Pas qu’amour et poésie Charlie, on s’en doute un peu, bien que l’amour et la poésie s’expriment d’abord en des termes qui ne sont pas les canons du poétique et du beau. Lecteur d’Arthur Cravan, M. Nadeau le sait bien: « Les abrutis ne voient le beau que dans les belles choses », disait Cravan. Mais l’accusation d'opportunisme, même sur le mode de la rigueur journalistique, de la liberté d’expression, me semble infiniment plus grave que celle du dérapage éditorial.

Alors comment concilier opportunisme, imbécillité, gags islamophobes à la chaîne et immense talent, intelligence, courage et… amitié? Car M. Nadeau affirme avoir connu des moments d'amitié inoubliables avec Charb. « Inoubliables » relevant ici de la sphère privée. Et cette éternité n'appartient plus qu'au vivant de l'auteur, puisque Charb a rencontré des balles signées Allah. Or ces balles, comme le rappelle sa compagne en entrevue, lui étaient intimement adressées, à cause de ses dessins contre les islamistes intégristes. Ces balles ne sont pas un fantasme, une illusion.

M. Nadeau a également évoqué son amitié sur les ondes de Radio-Canada pour rejeter du même souffle, et fermement, le human interest qu’une telle déclaration à la TV, et dans de telles circonstances, ne pouvait que susciter. Il ne fait pas dans la flagornerie, Jean-François Nadeau, mais on peut poser les questions que ne soulève pas son touchant témoignage:

Se pourrait-il, par exemple, que la rédaction de la revue ait eu d'autres motivations que la survie de la revue pour multiplier les gags?
 

Se pourrait-il qu’elle réagissait, par les dessins, aux menaces de mort bien réelles que les journalistes recevaient?
 

Se pourrait-il que les journalistes de Charlie Hebdo se fiaient à leur immense talent, comme le répète Nadeau, à leur capacité à décoder la réalité?
 

Se pourrait-il que leur humour féroce ne relevait pas de l’islamophobie, mais plutôt d’un sens de la réalité et du courage, que n’arrêtait pas la rectitude politique?
 

Se pourrait-il enfin que Jean-François Nadeau soit quelque peu empêtré dans ses opinions à ce sujet, par crainte de paraître islamophobe? L’amitié peut être une chose difficile à gérer, de même que la distinction entre dénonciation de l’extrémisme et islamophobie. On connait bien ce phénomène au Québec. Surtout chez les nationalistes repentis, qui ont toujours peur de paraître xénophobes, racistes, repliés sur eux-mêmes. C’est d’ailleurs une crainte légitime, mais qui peut être extrêmement insidieuse.
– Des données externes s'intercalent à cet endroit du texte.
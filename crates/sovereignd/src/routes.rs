//! API routes for sovereignd
//!
//! The demo page, recovery runs, counters and read-only lookups against the
//! simulated travel tables.

use crate::render;
use crate::server::AppState;
use axum::{
    extract::{Path, State},
    http::StatusCode,
    response::Html,
    routing::{get, post},
    Json, Router,
};
use serde::{Deserialize, Serialize};
use sovereign_common::tools::{self, FlightSearchResult, TrainSearchResult};
use sovereign_common::{AgentSettings, RunRecord, SovereignAgent, StageSummary};
use std::sync::atomic::Ordering;
use std::sync::Arc;
use tracing::{error, info};

type AppStateArc = Arc<AppState>;

// ============================================================================
// Page Routes
// ============================================================================

pub fn page_routes() -> Router<AppStateArc> {
    Router::new().route("/", get(index))
}

async fn index(State(state): State<AppStateArc>) -> Html<String> {
    let config = &state.config;
    Html(render::page(
        &config.presentation,
        &config.llm.model,
        config.llm.enabled,
        state.run_count.load(Ordering::Relaxed),
    ))
}

// ============================================================================
// Run Routes
// ============================================================================

/// Launch request; every field falls back to the configured default
#[derive(Debug, Clone, Default, Serialize, Deserialize)]
pub struct RunRequest {
    #[serde(default)]
    pub incident: Option<String>,
    #[serde(default)]
    pub use_llm: Option<bool>,
    #[serde(default)]
    pub delay_secs: Option<f64>,
}

#[derive(Debug, Clone, Serialize, Deserialize)]
pub struct RunResponse {
    pub run_count: u64,
    /// Pause between stage reveals, already clamped
    pub delay_secs: f64,
    pub record: RunRecord,
    /// Rendered stage cards, in stage order
    pub stages: Vec<String>,
    pub stage_titles: Vec<String>,
    pub summary: String,
}

#[derive(Debug, Clone, Serialize, Deserialize)]
pub struct CounterResponse {
    pub run_count: u64,
}

pub fn run_routes() -> Router<AppStateArc> {
    Router::new()
        .route("/v1/run", post(run_recovery))
        .route("/v1/reset", post(reset))
}

async fn run_recovery(
    State(state): State<AppStateArc>,
    Json(req): Json<RunRequest>,
) -> Result<Json<RunResponse>, (StatusCode, String)> {
    let config = &state.config;
    let incident = req
        .incident
        .unwrap_or_else(|| config.presentation.default_incident.clone());
    let use_llm = req.use_llm.unwrap_or(config.llm.enabled);
    let delay_secs = config
        .presentation
        .clamp_delay(req.delay_secs.unwrap_or(config.presentation.delay_secs));

    // The counter moves on every launch, including ones that fail
    let run_count = state.run_count.fetch_add(1, Ordering::Relaxed) + 1;
    info!("  Run #{} (llm: {})", run_count, use_llm);

    let mut agent = SovereignAgent::new(&AgentSettings::from_config(config, use_llm)).map_err(|e| {
        error!("  Agent initialization failed: {}", e);
        (
            StatusCode::INTERNAL_SERVER_ERROR,
            format!("Error initializing agent: {}", e),
        )
    })?;

    let record = agent.run(&incident).await.map_err(|e| {
        error!("  Run failed: {}", e);
        (
            StatusCode::INTERNAL_SERVER_ERROR,
            format!("Execution error: {}", e),
        )
    })?;

    let stage_titles = record
        .stage_logs
        .iter()
        .map(|log| format!("{} Stage {}: {}", render::stage_icon(log.stage), log.stage, log.name))
        .collect();

    Ok(Json(RunResponse {
        run_count,
        delay_secs,
        stages: render::stage_cards(&record),
        stage_titles,
        summary: render::summary(&record),
        record,
    }))
}

async fn reset(State(state): State<AppStateArc>) -> Json<CounterResponse> {
    state.run_count.store(0, Ordering::Relaxed);
    info!("  Demo reset");
    Json(CounterResponse { run_count: 0 })
}

// ============================================================================
// Health Routes
// ============================================================================

#[derive(Debug, Clone, Serialize, Deserialize)]
pub struct HealthResponse {
    pub status: String,
    pub version: String,
    pub uptime_seconds: u64,
}

pub fn health_routes() -> Router<AppStateArc> {
    Router::new().route("/v1/health", get(health_check))
}

async fn health_check(State(state): State<AppStateArc>) -> Json<HealthResponse> {
    Json(HealthResponse {
        status: "healthy".to_string(),
        version: env!("CARGO_PKG_VERSION").to_string(),
        uptime_seconds: state.start_time.elapsed().as_secs(),
    })
}

// ============================================================================
// Stats Routes
// ============================================================================

#[derive(Debug, Clone, Serialize, Deserialize)]
pub struct StatsResponse {
    pub run_count: u64,
    pub uptime_seconds: u64,
}

pub fn stats_routes() -> Router<AppStateArc> {
    Router::new().route("/v1/stats", get(get_stats))
}

async fn get_stats(State(state): State<AppStateArc>) -> Json<StatsResponse> {
    Json(StatsResponse {
        run_count: state.run_count.load(Ordering::Relaxed),
        uptime_seconds: state.start_time.elapsed().as_secs(),
    })
}

// ============================================================================
// Stage Routes
// ============================================================================

pub fn stage_routes() -> Router<AppStateArc> {
    Router::new().route("/v1/stages", get(list_stages))
}

async fn list_stages() -> Json<Vec<StageSummary>> {
    Json(SovereignAgent::stage_summary())
}

// ============================================================================
// Lookup Routes
// ============================================================================

#[derive(Debug, Clone, Serialize, Deserialize)]
pub struct FlightRoutesResponse {
    /// `ORIGIN-DESTINATION` keys present in the flight table
    pub routes: Vec<String>,
}

pub fn lookup_routes() -> Router<AppStateArc> {
    Router::new()
        .route("/v1/flights", get(flight_routes))
        .route("/v1/flights/:origin/:destination", get(flights))
        .route("/v1/trains", get(trains))
}

async fn flight_routes() -> Json<FlightRoutesResponse> {
    Json(FlightRoutesResponse {
        routes: tools::known_flight_routes()
            .into_iter()
            .map(String::from)
            .collect(),
    })
}

/// Flight lookups from the daemon always go through the privacy shield
async fn flights(Path((origin, destination)): Path<(String, String)>) -> Json<FlightSearchResult> {
    Json(tools::search_flights(&origin, &destination, true))
}

async fn trains() -> Json<TrainSearchResult> {
    Json(tools::search_trains("Osaka", "Tokyo"))
}
//! Sovereign Executive Agent: runs the eight stages once per call.

use std::path::PathBuf;
use std::sync::Arc;
use tracing::{info, warn};

use crate::config::{Config, LlmConfig};
use crate::context::MissionContext;
use crate::error::AgentError;
use crate::learning::ContinuousLearningModule;
use crate::llm_client::{LlmClient, OllamaClient};
use crate::pipeline::{self, Stage, StageSummary};
use crate::types::{RunRecord, StageOutput};

/// Per-run agent settings
#[derive(Debug, Clone)]
pub struct AgentSettings {
    pub use_llm: bool,
    pub context_path: PathBuf,
    pub llm: LlmConfig,
}

impl AgentSettings {
    pub fn from_config(config: &Config, use_llm: bool) -> Self {
        Self {
            use_llm,
            context_path: config.mission.context_path.clone(),
            llm: config.llm.clone(),
        }
    }
}

pub struct SovereignAgent {
    llm: Option<Arc<dyn LlmClient>>,
    mission_context: MissionContext,
    learning: ContinuousLearningModule,
}

impl SovereignAgent {
    /// Build an agent, connecting to the configured Ollama backend when the
    /// model is enabled. A backend that cannot be set up drops the agent
    /// into simulation mode.
    pub fn new(settings: &AgentSettings) -> Result<Self, AgentError> {
        let llm = if settings.use_llm {
            match OllamaClient::new(settings.llm.clone()) {
                Ok(client) => Some(Arc::new(client) as Arc<dyn LlmClient>),
                Err(e) => {
                    warn!("Local LLM not available ({}). Using simulation mode.", e);
                    None
                }
            }
        } else {
            None
        };
        Self::assemble(llm, settings)
    }

    /// Build an agent around a given client. The client is only kept when
    /// `settings.use_llm` is set.
    pub fn with_client(
        settings: &AgentSettings,
        client: Arc<dyn LlmClient>,
    ) -> Result<Self, AgentError> {
        Self::assemble(settings.use_llm.then_some(client), settings)
    }

    fn assemble(
        llm: Option<Arc<dyn LlmClient>>,
        settings: &AgentSettings,
    ) -> Result<Self, AgentError> {
        Ok(Self {
            llm,
            mission_context: MissionContext::load(&settings.context_path)?,
            learning: ContinuousLearningModule::new(),
        })
    }

    /// Whether stage 4 will consult the model
    pub fn uses_llm(&self) -> bool {
        self.llm.is_some()
    }

    pub fn mission_context(&self) -> &MissionContext {
        &self.mission_context
    }

    pub fn learning(&self) -> &ContinuousLearningModule {
        &self.learning
    }

    /// Execute the full recovery workflow for one incident
    pub async fn run(&mut self, incident: &str) -> Result<RunRecord, AgentError> {
        info!("Recovery run starting (llm: {})", self.uses_llm());
        let mut record = RunRecord::new(incident);

        for stage in Stage::ALL {
            let output = self.execute(stage, &record).await?;
            info!("  Stage {}: {}", stage.number(), stage.title());
            record.apply(output);
        }

        info!("Recovery run complete: {} stages logged", record.stage_logs.len());
        Ok(record)
    }

    async fn execute(&mut self, stage: Stage, record: &RunRecord) -> Result<StageOutput, AgentError> {
        let output = match stage {
            Stage::EdgeDetection => pipeline::edge_detection(record),
            Stage::ContextualAnalysis => pipeline::contextual_analysis(&self.mission_context),
            Stage::CausalEvaluation => pipeline::causal_evaluation(),
            Stage::StrategicReasoning => pipeline::strategic_reasoning(self.llm.as_deref()).await,
            Stage::PrivacyShield => pipeline::privacy_shield()?,
            Stage::AgenticExecution => pipeline::agentic_execution(),
            Stage::HumanNotification => pipeline::human_notification(record),
            Stage::ContinuousLearning => pipeline::continuous_learning(record, &mut self.learning)?,
        };
        Ok(output)
    }

    /// Stage table for documentation
    pub fn stage_summary() -> Vec<StageSummary> {
        Stage::ALL.iter().map(Stage::summary).collect()
    }
}
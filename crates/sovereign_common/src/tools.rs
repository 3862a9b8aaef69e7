//! Simulated external tools: schedule lookups and booking stubs.
//!
//! Everything here is static data keyed on fixed route strings. No network
//! traffic leaves the process.

use chrono::Local;
use serde::{Deserialize, Serialize};
use std::collections::BTreeMap;
use std::sync::LazyLock;

use crate::privacy::identifier_hash;

#[derive(Debug, Clone, Copy, PartialEq, Eq, Serialize, Deserialize)]
#[serde(rename_all = "SCREAMING_SNAKE_CASE")]
pub enum ServiceStatus {
    Available,
    Cancelled,
    Delayed,
}

#[derive(Debug, Clone, PartialEq, Serialize, Deserialize)]
pub struct FlightService {
    pub flight: String,
    pub departure: String,
    pub arrival: String,
    pub status: ServiceStatus,
    #[serde(default, skip_serializing_if = "Option::is_none")]
    pub seats: Option<u32>,
    #[serde(default, skip_serializing_if = "Option::is_none")]
    pub reason: Option<String>,
    #[serde(default, skip_serializing_if = "Option::is_none")]
    pub delay_hours: Option<u32>,
}

impl FlightService {
    fn available(flight: &str, departure: &str, arrival: &str, seats: u32) -> Self {
        Self {
            flight: flight.to_string(),
            departure: departure.to_string(),
            arrival: arrival.to_string(),
            status: ServiceStatus::Available,
            seats: Some(seats),
            reason: None,
            delay_hours: None,
        }
    }
}

/// Flight availability by "ORIGIN-DESTINATION"
static AVAILABLE_FLIGHTS: LazyLock<BTreeMap<&'static str, Vec<FlightService>>> =
    LazyLock::new(|| {
        let mut table = BTreeMap::new();
        table.insert(
            "CDG-KIX",
            vec![
                FlightService::available("JL416", "01:20", "19:45+1", 3),
                FlightService::available("AF292", "02:15", "20:30+1", 1),
            ],
        );
        table.insert(
            "CDG-NRT",
            vec![FlightService {
                flight: "AF276".to_string(),
                departure: "23:00".to_string(),
                arrival: "18:30+1".to_string(),
                status: ServiceStatus::Cancelled,
                seats: None,
                reason: Some("Weather".to_string()),
                delay_hours: None,
            }],
        );
        table.insert(
            "CDG-HND",
            vec![FlightService {
                flight: "JL46".to_string(),
                departure: "00:30".to_string(),
                arrival: "19:00+1".to_string(),
                status: ServiceStatus::Delayed,
                seats: None,
                reason: None,
                delay_hours: Some(4),
            }],
        );
        table
    });

#[derive(Debug, Clone, PartialEq, Serialize, Deserialize)]
pub struct FlightSearchResult {
    pub query_type: String,
    pub route: String,
    pub timestamp: String,
    pub results: Vec<FlightService>,
    #[serde(default, skip_serializing_if = "Option::is_none")]
    pub privacy_status: Option<String>,
    #[serde(default, skip_serializing_if = "Option::is_none")]
    pub requester: Option<String>,
}

/// Query the flight table. Unknown routes return no results.
pub fn search_flights(origin: &str, destination: &str, privacy_shield: bool) -> FlightSearchResult {
    let route = format!("{}-{}", origin, destination);
    let results = AVAILABLE_FLIGHTS
        .get(route.as_str())
        .cloned()
        .unwrap_or_default();

    FlightSearchResult {
        query_type: if privacy_shield { "ANONYMOUS" } else { "IDENTIFIED" }.to_string(),
        timestamp: Local::now().to_rfc3339(),
        results,
        privacy_status: privacy_shield.then(|| "PII_REDACTED".to_string()),
        requester: privacy_shield.then(|| "HASHED_IDENTITY".to_string()),
        route,
    }
}

/// Routes present in the flight table
pub fn known_flight_routes() -> Vec<&'static str> {
    AVAILABLE_FLIGHTS.keys().copied().collect()
}

#[derive(Debug, Clone, PartialEq, Serialize, Deserialize)]
pub struct TrainService {
    pub train: String,
    pub departure: String,
    pub arrival: String,
    pub class: String,
    pub status: ServiceStatus,
}

static SHINKANSEN_SCHEDULE: LazyLock<Vec<TrainService>> = LazyLock::new(|| {
    [
        ("Nozomi 64", "06:00", "08:15", "Green Car"),
        ("Nozomi 66", "06:30", "08:45", "Green Car"),
        ("Hikari 502", "05:45", "09:00", "Reserved"),
    ]
    .into_iter()
    .map(|(train, departure, arrival, class)| TrainService {
        train: train.to_string(),
        departure: departure.to_string(),
        arrival: arrival.to_string(),
        class: class.to_string(),
        status: ServiceStatus::Available,
    })
    .collect()
});

#[derive(Debug, Clone, PartialEq, Serialize, Deserialize)]
pub struct TrainSearchResult {
    pub route: String,
    pub service: String,
    pub schedules: Vec<TrainService>,
    pub travel_time: String,
}

/// Shinkansen timetable. The schedule is the same whatever the endpoints.
pub fn search_trains(origin: &str, destination: &str) -> TrainSearchResult {
    TrainSearchResult {
        route: format!("{} → {}", origin, destination),
        service: "JR Central Shinkansen".to_string(),
        schedules: SHINKANSEN_SCHEDULE.clone(),
        travel_time: "2h 15m".to_string(),
    }
}

// ============================================================================
// Booking stubs
// ============================================================================

#[derive(Debug, Clone, PartialEq, Eq, Hash, Serialize, Deserialize)]
pub struct FlightRequest {
    pub flight: String,
    pub route: String,
    pub departure: String,
}

#[derive(Debug, Clone, PartialEq, Eq, Hash, Serialize, Deserialize)]
pub struct TrainRequest {
    pub train: String,
    pub departure: String,
    pub route: String,
}

#[derive(Debug, Clone, PartialEq, Serialize, Deserialize)]
pub struct Payment {
    pub method: String,
    pub token_id: String,
    #[serde(default, skip_serializing_if = "Option::is_none")]
    pub receipt: Option<String>,
}

#[derive(Debug, Clone, PartialEq, Serialize, Deserialize)]
pub struct FlightConfirmation {
    pub status: String,
    pub pnr: String,
    pub flight: String,
    pub payment: Payment,
    pub privacy: String,
}

#[derive(Debug, Clone, PartialEq, Serialize, Deserialize)]
pub struct TrainConfirmation {
    pub status: String,
    pub reservation: String,
    pub train: String,
    pub car: String,
    pub payment: Payment,
    pub privacy: String,
}

#[derive(Debug, Clone, PartialEq, Serialize, Deserialize)]
pub struct GroundDispatch {
    pub status: String,
    pub location: String,
    pub pickup_time: String,
    pub vehicle: String,
    pub driver_id: String,
    pub communication: String,
    pub confirmation: String,
}

fn or_unknown(value: &str) -> String {
    if value.is_empty() {
        "UNKNOWN".to_string()
    } else {
        value.to_string()
    }
}

/// Book a flight against a corporate token instead of personal payment data
pub fn book_flight(request: &FlightRequest, corporate_token: &str) -> FlightConfirmation {
    FlightConfirmation {
        status: "CONFIRMED".to_string(),
        pnr: format!("PNR_{:04}X", identifier_hash(request) % 10_000),
        flight: or_unknown(&request.flight),
        payment: Payment {
            method: "CORPORATE_TOKEN".to_string(),
            token_id: corporate_token.to_string(),
            receipt: Some(format!(
                "RCP-{}-{:03}",
                Local::now().format("%Y%m%d"),
                identifier_hash(corporate_token) % 1_000
            )),
        },
        privacy: "SOVEREIGN_COMPLIANT".to_string(),
    }
}

pub fn book_train(request: &TrainRequest, corporate_token: &str) -> TrainConfirmation {
    TrainConfirmation {
        status: "CONFIRMED".to_string(),
        reservation: format!("JR-{:05}", identifier_hash(request) % 100_000),
        train: or_unknown(&request.train),
        car: "Green Car - Seat 5A".to_string(),
        payment: Payment {
            method: "CORPORATE_TOKEN".to_string(),
            token_id: corporate_token.to_string(),
            receipt: None,
        },
        privacy: "SOVEREIGN_COMPLIANT".to_string(),
    }
}

/// Dispatch a cleared driver; an insecure channel downgrades driver and comms
pub fn dispatch_driver(location: &str, pickup_time: &str, secure_channel: bool) -> GroundDispatch {
    GroundDispatch {
        status: "DISPATCHED".to_string(),
        location: location.to_string(),
        pickup_time: pickup_time.to_string(),
        vehicle: "Executive Sedan".to_string(),
        driver_id: if secure_channel { "DRV_CLEARED_0042" } else { "DRV_0042" }.to_string(),
        communication: if secure_channel { "ENCRYPTED_CHANNEL" } else { "STANDARD" }.to_string(),
        confirmation: format!("GND-{}-ALPHA", Local::now().format("%H%M")),
    }
}

#[cfg(test)]
mod tests {
    use super::*;

    #[test]
    fn test_search_known_route() {
        let result = search_flights("CDG", "KIX", true);
        assert_eq!(result.route, "CDG-KIX");
        assert_eq!(result.query_type, "ANONYMOUS");
        assert_eq!(result.privacy_status.as_deref(), Some("PII_REDACTED"));
        let codes: Vec<&str> = result.results.iter().map(|f| f.flight.as_str()).collect();
        assert_eq!(codes, vec!["JL416", "AF292"]);
        assert_eq!(result.results[0].seats, Some(3));
    }

    #[test]
    fn test_search_unknown_route_is_empty() {
        let result = search_flights("LHR", "JFK", false);
        assert!(result.results.is_empty());
        assert_eq!(result.query_type, "IDENTIFIED");
        assert!(result.requester.is_none());
    }

    #[test]
    fn test_cancelled_and_delayed_entries() {
        let nrt = search_flights("CDG", "NRT", true);
        assert_eq!(nrt.results[0].status, ServiceStatus::Cancelled);
        assert_eq!(nrt.results[0].reason.as_deref(), Some("Weather"));

        let hnd = search_flights("CDG", "HND", true);
        assert_eq!(hnd.results[0].delay_hours, Some(4));
        assert_eq!(known_flight_routes(), vec!["CDG-HND", "CDG-KIX", "CDG-NRT"]);
    }

    #[test]
    fn test_train_schedule() {
        let result = search_trains("Osaka", "Tokyo");
        assert_eq!(result.route, "Osaka → Tokyo");
        assert_eq!(result.schedules.len(), 3);
        assert_eq!(result.schedules[0].train, "Nozomi 64");
        assert_eq!(result.schedules[2].class, "Reserved");
    }

    #[test]
    fn test_book_flight() {
        let request = FlightRequest {
            flight: "JL416".to_string(),
            route: "CDG-KIX".to_string(),
            departure: "01:20".to_string(),
        };
        let booking = book_flight(&request, "CORP_TOKEN_ABCD1234");
        assert_eq!(booking.status, "CONFIRMED");
        assert_eq!(booking.flight, "JL416");
        assert!(booking.pnr.starts_with("PNR_") && booking.pnr.ends_with('X'));
        assert_eq!(booking.pnr.len(), "PNR_0000X".len());
        assert_eq!(booking.payment.token_id, "CORP_TOKEN_ABCD1234");
        assert!(booking.payment.receipt.unwrap().starts_with("RCP-"));
        // same request, same PNR
        assert_eq!(booking.pnr, book_flight(&request, "other").pnr);
    }

    #[test]
    fn test_book_train_unknown_code() {
        let request = TrainRequest {
            train: String::new(),
            departure: "06:00".to_string(),
            route: "Osaka-Tokyo".to_string(),
        };
        let booking = book_train(&request, "tok");
        assert_eq!(booking.train, "UNKNOWN");
        assert!(booking.reservation.starts_with("JR-"));
        assert_eq!(booking.reservation.len(), "JR-00000".len());
        assert!(booking.payment.receipt.is_none());
    }

    #[test]
    fn test_dispatch_channels() {
        let secure = dispatch_driver("Tokyo Station", "08:15", true);
        assert_eq!(secure.driver_id, "DRV_CLEARED_0042");
        assert_eq!(secure.communication, "ENCRYPTED_CHANNEL");
        assert!(secure.confirmation.starts_with("GND-"));

        let open = dispatch_driver("Tokyo Station", "08:15", false);
        assert_eq!(open.driver_id, "DRV_0042");
        assert_eq!(open.communication, "STANDARD");
    }
}
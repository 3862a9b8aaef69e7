//! Errors that halt a run.
//!
//! Model failures never appear here: stage 4 swallows them and falls back
//! to the static narrative.

use std::path::PathBuf;

#[derive(Debug, thiserror::Error)]
pub enum AgentError {
    /// Context file exists but could not be read
    #[error("failed to read mission context {}: {source}", .path.display())]
    ContextIo {
        path: PathBuf,
        #[source]
        source: std::io::Error,
    },

    /// Context file is not a JSON object of the expected shape
    #[error("malformed mission context {}: {source}", .path.display())]
    ContextParse {
        path: PathBuf,
        #[source]
        source: serde_json::Error,
    },

    #[error("failed to encode anonymized payload: {0}")]
    Payload(#[from] serde_json::Error),

    /// A stage ran before the field it depends on was set
    #[error("stage {stage} requires {field}, which no earlier stage produced")]
    MissingState { stage: u8, field: &'static str },
}
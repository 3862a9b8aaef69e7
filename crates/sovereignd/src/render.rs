//! HTML rendering for the demo page.
//!
//! Pure formatting: every string that reaches the page passes through
//! `html_escape`, and nothing here decides anything about the run.

use html_escape::{encode_double_quoted_attribute, encode_text};
use sovereign_common::{PresentationConfig, RunRecord, StageLog};

const PAGE_TEMPLATE: &str = include_str!("../static/index.html");

/// Sidebar concept list: icon, name, caption
const CONCEPTS: &[(&str, &str, &str)] = &[
    ("🔲", "Edge AI", "Processing at the source"),
    ("📋", "Contextual AI", "Understanding the situation"),
    ("🔗", "Causal AI", "Cause-effect reasoning"),
    ("🧮", "True Reasoning", "Logical deduction"),
    ("🛡️", "Sovereign AI", "Data sovereignty"),
    ("🔒", "Privacy Preserving", "Anonymous queries"),
    ("🤖", "Agentic AI", "Autonomous action"),
    ("📚", "Continuous Learning", "Self-improvement"),
];

/// Stages rendered open on first reveal
const EXPANDED_STAGES: usize = 3;

pub fn stage_icon(stage: u8) -> &'static str {
    match stage {
        1 => "📱",
        2 => "📋",
        3 => "🔗",
        4 => "🧮",
        5 => "🛡️",
        6 => "🤖",
        7 => "👤",
        8 => "📚",
        _ => "📌",
    }
}

pub fn stage_color(stage: u8) -> &'static str {
    match stage {
        1 => "#3498db",
        2 => "#9b59b6",
        3 => "#e74c3c",
        4 => "#f39c12",
        5 => "#6c63ff",
        6 => "#27ae60",
        7 => "#16a085",
        8 => "#8e44ad",
        _ => "#2d5a87",
    }
}

/// The full page with presentation defaults filled in
pub fn page(
    presentation: &PresentationConfig,
    llm_model: &str,
    llm_enabled: bool,
    run_count: u64,
) -> String {
    let concepts: String = CONCEPTS
        .iter()
        .map(|(icon, name, desc)| {
            format!(
                "<p>{} <strong>{}</strong><br><small>{}</small></p>\n",
                icon,
                encode_text(name),
                encode_text(desc)
            )
        })
        .collect();

    PAGE_TEMPLATE
        .replace("{{INCIDENT}}", &encode_double_quoted_attribute(&presentation.default_incident))
        .replace("{{LLM_MODEL}}", &encode_text(llm_model))
        .replace("{{LLM_CHECKED}}", if llm_enabled { "checked" } else { "" })
        .replace("{{DELAY_MIN}}", &presentation.min_delay_secs.to_string())
        .replace("{{DELAY_MAX}}", &presentation.max_delay_secs.to_string())
        .replace("{{DELAY_STEP}}", &presentation.delay_step_secs.to_string())
        .replace("{{DELAY}}", &presentation.delay_secs.to_string())
        .replace("{{CONCEPTS}}", &concepts)
        .replace("{{RUN_COUNT}}", &run_count.to_string())
}

fn code_block(title: &str, body: &str) -> String {
    format!(
        "<h4>{}</h4>\n<pre class=\"code-block\">{}</pre>\n",
        encode_text(title),
        encode_text(body)
    )
}

/// One expandable timeline card for a stage entry
pub fn stage_card(log: &StageLog, expanded: bool) -> String {
    let mut html = format!(
        "<details class=\"stage-box\" style=\"border-left-color: {}\"{}>\n<summary>{} STAGE {}: {} — {}</summary>\n",
        stage_color(log.stage),
        if expanded { " open" } else { "" },
        stage_icon(log.stage),
        log.stage,
        encode_text(&log.name),
        encode_text(&log.timestamp),
    );

    html.push_str(&format!(
        "<span class=\"concept-badge\">💡 {}</span>\n<ul class=\"actions\">\n",
        encode_text(&log.concept)
    ));
    // blank lines are spacing in the terminal view only
    for action in log.actions.iter().filter(|a| !a.trim().is_empty()) {
        html.push_str(&format!("<li><code>{}</code></li>\n", encode_text(action)));
    }
    html.push_str("</ul>\n");

    if let Some(reasoning) = &log.llm_reasoning {
        html.push_str(&code_block("🧠 LLM Reasoning Output", reasoning));
    }
    if let Some(message) = &log.executive_message {
        html.push_str(&code_block("📨 Executive Notification", message));
    }

    html.push_str(&format!(
        "<div class=\"insight\">💡 <strong>Key Insight:</strong> {}</div>\n</details>\n",
        encode_text(&log.key_insight)
    ));
    html
}

/// Cards for every stage, the first few open
pub fn stage_cards(record: &RunRecord) -> Vec<String> {
    record
        .stage_logs
        .iter()
        .enumerate()
        .map(|(i, log)| stage_card(log, i < EXPANDED_STAGES))
        .collect()
}

fn metric(label: &str, value: &str) -> String {
    format!(
        "<div class=\"metric-card\"><div class=\"label\">{}</div><div class=\"value\">{}</div></div>\n",
        encode_text(label),
        encode_text(value)
    )
}

fn pretty_json<T: serde::Serialize>(value: &T) -> String {
    serde_json::to_string_pretty(value).unwrap_or_default()
}

/// Final summary block shown after the last stage
pub fn summary(record: &RunRecord) -> String {
    let eta = record
        .final_solution
        .as_ref()
        .map(|s| s.timeline.tokyo_arrival.as_str())
        .unwrap_or("08:15");
    let buffer = record
        .final_solution
        .as_ref()
        .map(|s| s.buffer_time.as_str())
        .unwrap_or("20 min");

    let mut html = String::from("<hr>\n<h2>✅ MISSION RECOVERY COMPLETE</h2>\n<div class=\"metrics\">\n");
    html.push_str(&metric("Status", "SECURED"));
    html.push_str(&metric("ETA Tokyo", eta));
    html.push_str(&metric("Buffer Time", buffer));
    html.push_str(&metric("Privacy", "PROTECTED"));
    html.push_str("</div>\n<h3>🗺️ Recovery Route</h3>\n<div class=\"route\">\n");

    let route_steps = [
        ("🛫", "Paris CDG", "01:20"),
        ("✈️", "Flight JL416", "12h 25m"),
        ("🛬", "Osaka KIX", "19:45"),
        ("🚄", "Nozomi 64", "2h 15m"),
        ("🏢", "Tokyo Venue", "08:40"),
    ];
    for (icon, label, time) in route_steps {
        html.push_str(&format!(
            "<div class=\"route-step\"><div class=\"icon\">{}</div><strong>{}</strong><div>{}</div></div>\n",
            icon, label, time
        ));
    }
    html.push_str("</div>\n");

    html.push_str("<details>\n<summary>🔧 Technical Summary</summary>\n<h4>Privacy Actions</h4>\n");
    for action in &record.privacy_actions {
        html.push_str(&format!("<pre class=\"code-block\">{}</pre>\n", encode_text(&pretty_json(action))));
    }
    html.push_str("<h4>Bookings Secured</h4>\n");
    for booking in &record.bookings {
        html.push_str(&format!("<pre class=\"code-block\">{}</pre>\n", encode_text(&pretty_json(booking))));
    }
    html.push_str("</details>\n");

    html.push_str(&format!(
        "<details>\n<summary>📄 Full Execution Log (JSON)</summary>\n<pre class=\"code-block\">{}</pre>\n</details>\n",
        encode_text(&pretty_json(record))
    ));
    html
}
Bref, on sort perplexe de la chronique de Jean-François Nadeau, avec l'impression qu’il jongle avec un fer brûlant, qu'il dit une chose et son contraire. Cette hésitation, cette ambivalence plutôt, nous ramène évidemment au fameux débat sur la charte de la laïcité au Québec, où la question de l'islamophobie a joué à plein, enchevêtrée maladroitement au discours nationaliste débile du Parti québécois.


Dimanche, 11 janvier 2015, jour de grand rassemblement place de la République à Paris"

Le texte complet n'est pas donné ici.